En forma recurrente se afirma que la llave maestra que abre las puertas del porvenir está en las exportaciones. El sambenito suele ir acompañado tanto de advertencias sobre el impacto negativo del retraso cambiario como del conveniente olvido de las relaciones fragosas y ariscas en el mercado mundial. Para las fuerzas que se mueven en torno al mercado interno en pos de su consolidación, es clave avizorar el origen de la necesidad para el orden establecido de estos relatos fantásticos. Ello lleva a dar con el verdadero estatuto del proteccionismo, de la naturaleza de la división internacional del trabajo y de la gratuidad reaccionaria del absolutamente utópico afán exportador.
El miércoles 28 de octubre se cumplieron 112 años del nacimiento de Arturo Frondizi. El 2 de noviembre, 106 años del de Rogelio Frigerio. Bueno tenerlos presentes, porque el binomio con el programa de gobierno puesto en marcha en mayo de 1958, que a pura racionalidad y valentía política en el país gorilizado hacía centro en la integración nacional, diagnosticaba la absoluta necesidad de sustituir importaciones teniendo como punto de Arquímedes la industria pesada. Durante el tiempo transcurrido desde entonces hasta ahora, en algún momento el pensamiento nacional cayó en la cuenta de que la restricción externa sobre la que hacían tanto hincapié Frondizi y Frigerio, era una cosa de la que había que preocuparse y ocuparse. Mejor vale tarde que nunca, pero los miasmas del estatuto del subdesarrollo no se evaporaron del todo, y asimilar restricción externa a subdesarrollo y proponer la salida exportadora son una y la misma insuficiencia conceptual.
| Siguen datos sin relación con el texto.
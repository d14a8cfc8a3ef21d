//! The byte-oriented duplex the connection engine reads and writes (§6
//! "Transport"). Production connections go through TLS with ALPN `h2`
//! negotiation, grounded in the teacher's `socket.rs`/`client.rs`
//! `rustls::ClientConfig` setup, generalized from blocking `TcpStream` I/O
//! to `tokio_rustls`. Tests substitute `tokio::io::duplex` pipes.
use crate::error::H2Error;
use rustls::{OwnedTrustAnchor, RootCertStore};
use std::sync::Arc;
use tokio::io::{AsyncRead, AsyncWrite};
use tokio::net::TcpStream;
use tokio_rustls::TlsConnector;
use url::Url;

/// Any duplex byte stream the connection engine can drive: a live TLS
/// socket in production, an in-memory pipe in tests.
pub trait Transport: AsyncRead + AsyncWrite + Unpin + Send {}
impl<T: AsyncRead + AsyncWrite + Unpin + Send> Transport for T {}

#[must_use]
pub fn default_rustls_config() -> Arc<rustls::ClientConfig> {
    let mut root_store = RootCertStore::empty();
    root_store.add_server_trust_anchors(webpki_roots::TLS_SERVER_ROOTS.0.iter().map(|ta| {
        OwnedTrustAnchor::from_subject_spki_name_constraints(ta.subject, ta.spki, ta.name_constraints)
    }));
    let mut config = rustls::ClientConfig::builder()
        .with_safe_defaults()
        .with_root_certificates(root_store)
        .with_no_client_auth();
    config.alpn_protocols = vec![b"h2".to_vec()];
    Arc::new(config)
}

/// Opens a TCP connection, performs the TLS handshake, and confirms ALPN
/// selected `h2`. The 24-octet client preface and initial SETTINGS are the
/// connection engine's responsibility, not the transport's.
pub async fn connect_tls(
    url: &Url,
    rustls_config: Arc<rustls::ClientConfig>,
) -> Result<Box<dyn Transport>, H2Error> {
    let host = url
        .host_str()
        .ok_or(H2Error::Protocol("URL has no host"))?
        .to_owned();
    let port = url
        .port_or_known_default()
        .ok_or(H2Error::Protocol("URL has no resolvable port"))?;

    let tcp = TcpStream::connect((host.as_str(), port)).await?;
    tcp.set_nodelay(true).ok();

    let server_name = rustls::ServerName::try_from(host.as_str())
        .map_err(|_| H2Error::Protocol("invalid DNS name for SNI"))?;
    let connector = TlsConnector::from(rustls_config);
    let tls = connector.connect(server_name, tcp).await?;

    let (_, session) = tls.get_ref();
    match session.alpn_protocol() {
        Some(proto) if proto == b"h2" => Ok(Box::new(tls)),
        _ => Err(H2Error::Protocol("ALPN did not negotiate h2")),
    }
}
//! The connection-wide stream table (§3 "Connection state", §4.3). Keyed
//! concurrent map generalized from the teacher's `StreamCoordinator`, plus
//! the rapid-reset mitigation from §4.3's closing note: a client that resets
//! more than 100 streams in a rolling 10-second window is abusing the
//! connection and gets GOAWAY(ENHANCE_YOUR_CALM).
use crate::error::H2Error;
use crate::stream::Stream;
use crate::types::NonZeroStreamId;
use dashmap::DashMap;
use std::collections::VecDeque;
use std::sync::atomic::{AtomicU32, Ordering};
use std::sync::Mutex;
use std::time::{Duration, Instant};

const RAPID_RESET_LIMIT: usize = 100;
const RAPID_RESET_WINDOW: Duration = Duration::from_secs(10);

pub struct StreamMap {
    next_id: AtomicU32,
    streams: DashMap<NonZeroStreamId, Stream>,
    resets: Mutex<VecDeque<Instant>>,
}

impl StreamMap {
    /// Allocates the next client-initiated stream id. Starts at 1 and
    /// advances by 2, per §3's "next-client-stream-id counter".
    pub fn allocate_id(&self) -> NonZeroStreamId {
        let raw = self.next_id.fetch_add(2, Ordering::SeqCst);
        NonZeroStreamId::new(raw).expect("stream id counter wrapped to zero")
    }

    pub fn insert(&self, stream: Stream) {
        self.streams.insert(stream.id, stream);
    }

    pub fn with_stream<T>(&self, id: NonZeroStreamId, f: impl FnOnce(&mut Stream) -> T) -> Option<T> {
        self.streams.get_mut(&id).map(|mut s| f(s.value_mut()))
    }

    pub fn remove(&self, id: NonZeroStreamId) -> Option<Stream> {
        self.streams.remove(&id).map(|(_, s)| s)
    }

    pub fn len(&self) -> usize {
        self.streams.len()
    }

    pub fn is_empty(&self) -> bool {
        self.streams.is_empty()
    }

    pub fn drain_all(&self) -> Vec<Stream> {
        let ids: Vec<_> = self.streams.iter().map(|e| *e.key()).collect();
        ids.into_iter().filter_map(|id| self.remove(id)).collect()
    }

    /// Fails every stream with an id greater than `last_stream_id` (§4.5
    /// GOAWAY handling): streams the peer has already processed are left
    /// alone to finish normally.
    pub fn fail_streams_after(&self, last_stream_id: u32, mut make_err: impl FnMut(u32) -> H2Error) {
        let ids: Vec<_> = self
            .streams
            .iter()
            .map(|e| *e.key())
            .filter(|id| id.get() > last_stream_id)
            .collect();
        for id in ids {
            if let Some(mut stream) = self.remove(id) {
                stream.fail(make_err(id.get()));
            }
        }
    }

    /// Applies `f` to every live stream, for propagating a
    /// `SETTINGS_INITIAL_WINDOW_SIZE` delta across open streams (§4.4).
    pub fn for_each(&self, mut f: impl FnMut(&mut Stream)) {
        for mut entry in self.streams.iter_mut() {
            f(entry.value_mut());
        }
    }

    /// Records an inbound RST_STREAM and reports whether the peer has
    /// crossed the rapid-reset abuse threshold.
    pub fn note_reset_and_check_abuse(&self) -> bool {
        let mut resets = self.resets.lock().expect("resets lock poisoned");
        let now = Instant::now();
        resets.push_back(now);
        while let Some(&front) = resets.front() {
            if now.duration_since(front) > RAPID_RESET_WINDOW {
                resets.pop_front();
            } else {
                break;
            }
        }
        resets.len() > RAPID_RESET_LIMIT
    }
}

impl Default for StreamMap {
    fn default() -> Self {
        Self {
            next_id: AtomicU32::new(1),
            streams: DashMap::new(),
            resets: Mutex::new(VecDeque::new()),
        }
    }
}

#[cfg(test)]
mod tests {
    use super::*;

    #[test]
    fn allocated_ids_are_odd_and_increasing() {
        let map = StreamMap::default();
        assert_eq!(map.allocate_id().get(), 1);
        assert_eq!(map.allocate_id().get(), 3);
        assert_eq!(map.allocate_id().get(), 5);
    }

    #[test]
    fn rapid_reset_threshold_trips_past_limit() {
        let map = StreamMap::default();
        for _ in 0..RAPID_RESET_LIMIT {
            assert!(!map.note_reset_and_check_abuse());
        }
        assert!(map.note_reset_and_check_abuse());
    }
}
//! Flow-control window accounting shared by stream and connection state
//! (§4.4). Windows are signed so that a SETTINGS delta can legally drive
//! them negative without underflowing.
use crate::error::H2Error;
use crate::types::MAX_WINDOW_SIZE;

/// Debits `amount` bytes of DATA payload from a send or recv window.
pub fn debit(window: &mut i64, amount: u32, connection_scoped: bool) -> Result<(), H2Error> {
    *window -= i64::from(amount);
    if *window < 0 {
        return Err(H2Error::flow_control(
            connection_scoped,
            "flow-control window went negative",
        ));
    }
    Ok(())
}

/// Applies a WINDOW_UPDATE increment, rejecting overflow past 2^31-1.
pub fn credit(window: &mut i64, increment: u32, connection_scoped: bool) -> Result<(), H2Error> {
    let updated = *window + i64::from(increment);
    if updated > MAX_WINDOW_SIZE {
        return Err(H2Error::flow_control(
            connection_scoped,
            "WINDOW_UPDATE increment overflows 2^31-1",
        ));
    }
    *window = updated;
    Ok(())
}

/// Applies a SETTINGS_INITIAL_WINDOW_SIZE delta to one stream's send window.
/// Connection-scoped: the offending frame is SETTINGS (stream id 0), so an
/// overflow here must be reported as connection-fatal, not dropped as an
/// unroutable per-stream error (§4.4 "Settings delta").
pub fn apply_initial_window_delta(window: i64, delta: i64) -> Result<i64, H2Error> {
    let updated = window + delta;
    if updated > MAX_WINDOW_SIZE {
        return Err(H2Error::flow_control(
            true,
            "SETTINGS initial window delta overflows a stream's send window",
        ));
    }
    Ok(updated)
}

/// Whether a receiver should replenish `window` back to `initial` now that
/// it has drained to half (or less) of its starting value, and by how much
/// (§4.4 "Replenishment"). Returns `None` once the window is already back at
/// or above `initial` (nothing to send).
#[must_use]
pub fn replenishment(window: i64, initial: i64) -> Option<u32> {
    if window > initial / 2 {
        return None;
    }
    let increment = initial - window;
    if increment <= 0 {
        return None;
    }
    Some(increment.min(i64::from(u32::MAX)) as u32)
}

/// Largest DATA payload we may emit right now, honoring both windows and
/// the peer's advertised max frame size.
#[must_use]
pub fn max_emittable(stream_send_window: i64, conn_send_window: i64, max_frame_size: u32) -> u32 {
    let allowed = stream_send_window.min(conn_send_window).max(0);
    allowed.min(i64::from(max_frame_size)) as u32
}

#[cfg(test)]
mod tests {
    use super::*;

    #[test]
    fn credit_rejects_overflow() {
        let mut window = MAX_WINDOW_SIZE;
        assert!(credit(&mut window, 1, false).is_err());
    }

    #[test]
    fn credit_accepts_exact_boundary() {
        let mut window = MAX_WINDOW_SIZE - 1;
        credit(&mut window, 1, false).unwrap();
        assert_eq!(window, MAX_WINDOW_SIZE);
    }

    #[test]
    fn debit_rejects_negative() {
        let mut window = 10i64;
        assert!(debit(&mut window, 11, false).is_err());
    }

    #[test]
    fn max_emittable_caps_to_smallest_scope() {
        assert_eq!(max_emittable(100, 50, 16_384), 50);
        assert_eq!(max_emittable(100, 5_000, 64), 64);
        assert_eq!(max_emittable(-5, 100, 16_384), 0);
    }

    #[test]
    fn initial_window_delta_can_go_negative_without_erroring() {
        let updated = apply_initial_window_delta(100, -200).unwrap();
        assert_eq!(updated, -100);
    }
}
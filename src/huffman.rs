//! HPACK's static Huffman code (RFC 7541 Appendix B). Symbols 0..=255 are
//! octet values; symbol 256 is the end-of-string code, which must never
//! appear as a decoded output and is only used to pad the final byte.
use crate::error::H2Error;
use bytes::{BufMut, Bytes, BytesMut};
use std::sync::OnceLock;

const EOS: usize = 256;

/// (code, bit-length) for symbols 0..=256, code left-justified within its
/// length (i.e. as it appears on the wire, MSB first).
static CODES: [(u32, u8); 257] = [
    (0x1ff8, 13),
    (0x7fffd8, 23),
    (0xfffffe2, 28),
    (0xfffffe3, 28),
    (0xfffffe4, 28),
    (0xfffffe5, 28),
    (0xfffffe6, 28),
    (0xfffffe7, 28),
    (0xfffffe8, 28),
    (0xffffea, 24),
    (0x3ffffffc, 30),
    (0xfffffe9, 28),
    (0xfffffea, 28),
    (0x3ffffffd, 30),
    (0xfffffeb, 28),
    (0xfffffec, 28),
    (0xfffffed, 28),
    (0xfffffee, 28),
    (0xfffffef, 28),
    (0xffffff0, 28),
    (0xffffff1, 28),
    (0xffffff2, 28),
    (0x3ffffffe, 30),
    (0xffffff3, 28),
    (0xffffff4, 28),
    (0xffffff5, 28),
    (0xffffff6, 28),
    (0xffffff7, 28),
    (0xffffff8, 28),
    (0xffffff9, 28),
    (0xffffffa, 28),
    (0xffffffb, 28),
    (0x14, 6),
    (0x3f8, 10),
    (0x3f9, 10),
    (0xffa, 12),
    (0x1ff9, 13),
    (0x15, 6),
    (0xf8, 8),
    (0x7fa, 11),
    (0x3fa, 10),
    (0x3fb, 10),
    (0xf9, 8),
    (0x7fb, 11),
    (0xfa, 8),
    (0x16, 6),
    (0x17, 6),
    (0x18, 6),
    (0x0, 5),
    (0x1, 5),
    (0x2, 5),
    (0x19, 6),
    (0x1a, 6),
    (0x1b, 6),
    (0x1c, 6),
    (0x1d, 6),
    (0x1e, 6),
    (0x1f, 6),
    (0x5c, 7),
    (0xfb, 8),
    (0x7ffc, 15),
    (0x20, 6),
    (0xffb, 12),
    (0x3fc, 10),
    (0x1ffa, 13),
    (0x21, 6),
    (0x5d, 7),
    (0x5e, 7),
    (0x5f, 7),
    (0x60, 7),
    (0x61, 7),
    (0x62, 7),
    (0x63, 7),
    (0x64, 7),
    (0x65, 7),
    (0x66, 7),
    (0x67, 7),
    (0x68, 7),
    (0x69, 7),
    (0x6a, 7),
    (0x6b, 7),
    (0x6c, 7),
    (0x6d, 7),
    (0x6e, 7),
    (0x6f, 7),
    (0x70, 7),
    (0x71, 7),
    (0x72, 7),
    (0xfc, 8),
    (0x73, 7),
    (0xfd, 8),
    (0x1ffb, 13),
    (0x7fff0, 19),
    (0x1ffc, 13),
    (0x3ffc, 14),
    (0x22, 6),
    (0x7ffd, 15),
    (0x3, 5),
    (0x23, 6),
    (0x4, 5),
    (0x24, 6),
    (0x5, 5),
    (0x25, 6),
    (0x26, 6),
    (0x27, 6),
    (0x6, 5),
    (0x74, 7),
    (0x75, 7),
    (0x28, 6),
    (0x29, 6),
    (0x2a, 6),
    (0x7, 5),
    (0x2b, 6),
    (0x76, 7),
    (0x2c, 6),
    (0x8, 5),
    (0x9, 5),
    (0x2d, 6),
    (0x77, 7),
    (0x78, 7),
    (0x79, 7),
    (0x7a, 7),
    (0x7b, 7),
    (0x7ffe, 15),
    (0x7fc, 11),
    (0x3ffd, 14),
    (0x1ffd, 13),
    (0xffffffc, 28),
    (0xfffe6, 20),
    (0x3fffd2, 22),
    (0xfffe7, 20),
    (0xfffe8, 20),
    (0x3fffd3, 22),
    (0x3fffd4, 22),
    (0x3fffd5, 22),
    (0x7fffd9, 23),
    (0x3fffd6, 22),
    (0x7fffda, 23),
    (0x7fffdb, 23),
    (0x7fffdc, 23),
    (0x7fffdd, 23),
    (0x7fffde, 23),
    (0xffffeb, 24),
    (0x7fffdf, 23),
    (0xffffec, 24),
    (0xffffed, 24),
    (0x3fffd7, 22),
    (0x7fffe0, 23),
    (0xffffee, 24),
    (0x7fffe1, 23),
    (0x7fffe2, 23),
    (0x7fffe3, 23),
    (0x7fffe4, 23),
    (0x1fffdc, 21),
    (0x3fffd8, 22),
    (0x7fffe5, 23),
    (0x3fffd9, 22),
    (0x7fffe6, 23),
    (0x7fffe7, 23),
    (0xffffef, 24),
    (0x3fffda, 22),
    (0x1fffdd, 21),
    (0xfffe9, 20),
    (0x3fffdb, 22),
    (0x3fffdc, 22),
    (0x7fffe8, 23),
    (0x7fffe9, 23),
    (0x1fffde, 21),
    (0x7fffea, 23),
    (0x3fffdd, 22),
    (0x3fffde, 22),
    (0xfffff0, 24),
    (0x1fffdf, 21),
    (0x3fffdf, 22),
    (0x7fffeb, 23),
    (0x7fffec, 23),
    (0x1fffe0, 21),
    (0x1fffe1, 21),
    (0x3fffe0, 22),
    (0x1fffe2, 21),
    (0x7fffed, 23),
    (0x3fffe1, 22),
    (0x7fffee, 23),
    (0x7fffef, 23),
    (0xfffea, 20),
    (0x3fffe2, 22),
    (0x3fffe3, 22),
    (0x3fffe4, 22),
    (0x7ffff0, 23),
    (0x3fffe5, 22),
    (0x3fffe6, 22),
    (0x7ffff1, 23),
    (0x3ffffe0, 26),
    (0x3ffffe1, 26),
    (0xfffeb, 20),
    (0x7fff1, 19),
    (0x3fffe7, 22),
    (0x7ffff2, 23),
    (0x3fffe8, 22),
    (0x1ffffec, 25),
    (0x3ffffe2, 26),
    (0x3ffffe3, 26),
    (0x3ffffe4, 26),
    (0x7ffffde, 27),
    (0x7ffffdf, 27),
    (0x3ffffe5, 26),
    (0xfffff1, 24),
    (0x1ffffed, 25),
    (0x7fff2, 19),
    (0x1fffe3, 21),
    (0x3ffffe6, 26),
    (0x7ffffe0, 27),
    (0x7ffffe1, 27),
    (0x3ffffe7, 26),
    (0x7ffffe2, 27),
    (0xfffff2, 24),
    (0x1fffe4, 21),
    (0x1fffe5, 21),
    (0x3ffffe8, 26),
    (0x3ffffe9, 26),
    (0xffffffd, 28),
    (0x7ffffe3, 27),
    (0x7ffffe4, 27),
    (0x7ffffe5, 27),
    (0xfffec, 20),
    (0xfffff3, 24),
    (0xfffed, 20),
    (0x1fffe6, 21),
    (0x3fffe9, 22),
    (0x1fffe7, 21),
    (0x1fffe8, 21),
    (0x7ffff3, 23),
    (0x3fffea, 22),
    (0x3fffeb, 22),
    (0x1ffffee, 25),
    (0x1ffffef, 25),
    (0xfffff4, 24),
    (0xfffff5, 24),
    (0x3ffffea, 26),
    (0x7ffff4, 23),
    (0x3ffffeb, 26),
    (0x7ffffe6, 27),
    (0x3ffffec, 26),
    (0x3ffffed, 26),
    (0x7ffffe7, 27),
    (0x7ffffe8, 27),
    (0x7ffffe9, 27),
    (0x7ffffea, 27),
    (0x7ffffeb, 27),
    (0xffffffe, 28),
    (0x7ffffec, 27),
    (0x7ffffed, 27),
    (0x7ffffee, 27),
    (0x7ffffef, 27),
    (0x7fffff0, 27),
    (0x3ffffee, 26),
    (0x3fffffff, 30),
];

/// Maps `(bit_length, code)` to symbol for decode. Built once on first use.
fn decode_table() -> &'static std::collections::HashMap<(u8, u32), u16> {
    static TABLE: OnceLock<std::collections::HashMap<(u8, u32), u16>> = OnceLock::new();
    TABLE.get_or_init(|| {
        CODES
            .iter()
            .enumerate()
            .map(|(symbol, &(code, len))| ((len, code), symbol as u16))
            .collect()
    })
}

/// Huffman-encoded length of `data` in octets, for encoder size decisions.
pub fn encoded_len(data: &[u8]) -> usize {
    let bits: usize = data.iter().map(|&b| CODES[b as usize].1 as usize).sum();
    (bits + 7) / 8
}

pub fn encode(data: &[u8]) -> Bytes {
    let mut writer = BitWriter::new();
    for &byte in data {
        let (code, len) = CODES[byte as usize];
        writer.push(code, len);
    }
    writer.finish_padded_with_ones()
}

struct BitWriter {
    out: BytesMut,
    acc: u64,
    bits: u32,
}

impl BitWriter {
    fn new() -> Self {
        Self {
            out: BytesMut::new(),
            acc: 0,
            bits: 0,
        }
    }

    fn push(&mut self, code: u32, len: u8) {
        self.acc = (self.acc << len) | (code as u64);
        self.bits += len as u32;
        while self.bits >= 8 {
            self.bits -= 8;
            self.out.put_u8((self.acc >> self.bits) as u8);
        }
    }

    fn finish_padded_with_ones(mut self) -> Bytes {
        if self.bits > 0 {
            let pad = 8 - self.bits;
            self.acc = (self.acc << pad) | ((1u64 << pad) - 1);
            self.out.put_u8(self.acc as u8);
        }
        self.out.freeze()
    }
}

/// Decodes a Huffman-coded octet string. Trailing bits that do not complete
/// a symbol must be an EOS prefix (all ones), per RFC 7541 §5.2.
pub fn decode(data: &[u8]) -> Result<Bytes, H2Error> {
    let table = decode_table();
    let mut out = BytesMut::with_capacity(data.len() * 2);
    let mut code: u32 = 0;
    let mut len: u8 = 0;

    for &byte in data {
        for bit_index in (0..8).rev() {
            let bit = (byte >> bit_index) & 1;
            code = (code << 1) | bit as u32;
            len += 1;
            if let Some(&symbol) = table.get(&(len, code)) {
                if symbol as usize == EOS {
                    return Err(H2Error::Compression("huffman: explicit EOS symbol"));
                }
                out.put_u8(symbol as u8);
                code = 0;
                len = 0;
            } else if len > 30 {
                return Err(H2Error::Compression("huffman: no matching code"));
            }
        }
    }

    if len > 0 {
        if len >= 8 {
            return Err(H2Error::Compression("huffman: padding of 8 bits or more"));
        }
        let padding_mask = (1u32 << len) - 1;
        if code != padding_mask {
            return Err(H2Error::Compression("huffman: invalid padding"));
        }
    }

    Ok(out.freeze())
}

#[cfg(test)]
mod tests {
    use super::*;

    #[test]
    fn roundtrip_ascii() {
        let data = b"www.example.com";
        let encoded = encode(data);
        assert_eq!(decode(&encoded).unwrap().as_ref(), data);
    }

    #[test]
    fn roundtrip_empty() {
        let encoded = encode(b"");
        assert_eq!(decode(&encoded).unwrap().as_ref(), b"");
    }

    #[test]
    fn known_vector() {
        // RFC 7541 C.4.1
        let data = b"www.example.com";
        let encoded = encode(data);
        assert_eq!(
            encoded.as_ref(),
            &[
                0xf1, 0xe3, 0xc2, 0xe5, 0xf2, 0x3a, 0x6b, 0xa0, 0xab, 0x90, 0xf4, 0xff,
            ]
        );
    }

    #[test]
    fn rejects_bad_padding() {
        // A single byte of all zero bits can't be a valid padding-only tail.
        assert!(decode(&[0x00]).is_err());
    }
}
Es que si la llamada restricción externa fuera causada por la consecuencia para un país de estar ubicado en la periferia o semi-periferia (tal el caso de la Argentina) no se explicaría, porque naciones tan desarrolladas como las europeas o el Japón no resignan por nada la búsqueda de una balanza comercial positiva. No se conforman con que sea neutra, tiene que ser excedentaria. La excepción es la de la economía más desarrollada del mundo, la norteamericana, que vive alimentando el déficit comercial. El truco está en que como emite la moneda global, detenta el enorme privilegio de pagar las importaciones en su propia divisa, lo que no quita que históricamente y por lejos sea la economía más proteccionista del mundo.
La economía capitalista enfrenta cotidianamente el riesgo de no vender dentro de sus fronteras lo que produce. La única salida posible para que la amenaza de ese bloqueo finalmente no acontezca es venderla al exterior, es decir exportar más de lo que se importa. Esto es independiente del grado de desarrollo de cada país. Lo que depende del grado de desarrollo de cada país es la posibilidad tanto de frenar las importaciones sin que se resienta el nivel de vida como de colocar las exportaciones. Factible para un país desarrollado, imposible para uno subdesarrollado.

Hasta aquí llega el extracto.